## Requirement:
Lines of the data that contain the word "ErrorDetail" are the ones to copy.

## Dataset entries:
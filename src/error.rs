//! 统一错误模型
//! 定义所有错误类型和错误响应格式

use axum::{
    http::StatusCode,
    response::{IntoResponse, Json, Response},
};
use serde::Serialize;
use thiserror::Error;

/// 应用错误类型
#[derive(Debug, Error)]
pub enum AppError {
    #[error("Database error: {0}")]
    Database(#[from] sqlx::Error),

    #[error("Configuration error: {0}")]
    Config(String),

    /// 缺少令牌，或令牌无效/过期
    #[error("Authentication required")]
    Unauthorized,

    /// 身份有效但无权操作该资源
    #[error("Access denied")]
    Forbidden,

    /// 邮箱不存在与密码错误统一返回此错误，防止账户枚举
    #[error("Invalid credentials")]
    InvalidCredentials,

    #[error("Invalid refresh token")]
    InvalidRefreshToken,

    #[error("User not found")]
    UserNotFound,

    #[error("Email already registered")]
    DuplicateEmail,

    #[error("Validation failed: {0}")]
    Validation(String),

    #[error("Resource not found")]
    NotFound,

    #[error("Internal error: {0}")]
    Internal(String),
}

impl AppError {
    /// 获取 HTTP 状态码
    pub fn status_code(&self) -> StatusCode {
        match self {
            AppError::Unauthorized
            | AppError::InvalidCredentials
            | AppError::InvalidRefreshToken
            | AppError::UserNotFound => StatusCode::UNAUTHORIZED,
            AppError::Forbidden => StatusCode::FORBIDDEN,
            AppError::DuplicateEmail => StatusCode::CONFLICT,
            AppError::Validation(_) => StatusCode::BAD_REQUEST,
            AppError::NotFound => StatusCode::NOT_FOUND,
            AppError::Database(_) | AppError::Config(_) | AppError::Internal(_) => {
                StatusCode::INTERNAL_SERVER_ERROR
            }
        }
    }

    /// 获取用户友好的错误消息（不包含敏感信息）
    pub fn user_message(&self) -> String {
        match self {
            AppError::Unauthorized => "Authentication required".to_string(),
            AppError::Forbidden => "Access denied".to_string(),
            AppError::InvalidCredentials => "Invalid credentials".to_string(),
            AppError::InvalidRefreshToken => "Invalid refresh token".to_string(),
            AppError::UserNotFound => "User not found".to_string(),
            AppError::DuplicateEmail => "Email already registered".to_string(),
            AppError::Validation(msg) => msg.clone(),
            AppError::NotFound => "Resource not found".to_string(),
            AppError::Database(_) => "Database error occurred".to_string(),
            AppError::Config(_) => "Configuration error".to_string(),
            AppError::Internal(_) => "Internal server error".to_string(),
        }
    }

    /// 获取错误码
    pub fn code(&self) -> u16 {
        self.status_code().as_u16()
    }
}

/// 错误响应 DTO
#[derive(Serialize)]
pub struct ErrorResponse {
    pub error: ErrorDetail,
}

#[derive(Serialize)]
pub struct ErrorDetail {
    pub code: u16,
    pub message: String,
    pub request_id: String,
}

impl IntoResponse for AppError {
    fn into_response(self) -> Response {
        let status = self.status_code();
        let request_id = uuid::Uuid::new_v4().to_string();

        let error_response = ErrorResponse {
            error: ErrorDetail {
                code: self.code(),
                message: self.user_message(),
                request_id,
            },
        };

        // 认证/授权失败属于客户端错误，不按服务端错误记录
        if status.is_server_error() {
            tracing::error!(
                code = self.code(),
                message = %self,
                request_id = %error_response.error.request_id,
                "Application error"
            );
        } else {
            tracing::debug!(
                code = self.code(),
                message = %self,
                request_id = %error_response.error.request_id,
                "Request rejected"
            );
        }

        (status, Json(error_response)).into_response()
    }
}

/// 从 config::ConfigError 转换
impl From<config::ConfigError> for AppError {
    fn from(e: config::ConfigError) -> Self {
        AppError::Config(e.to_string())
    }
}

/// 从 validator::ValidationErrors 转换
impl From<validator::ValidationErrors> for AppError {
    fn from(e: validator::ValidationErrors) -> Self {
        AppError::Validation(e.to_string())
    }
}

## Exercise result:
    pub error: ErrorDetail,
pub struct ErrorDetail {
            error: ErrorDetail {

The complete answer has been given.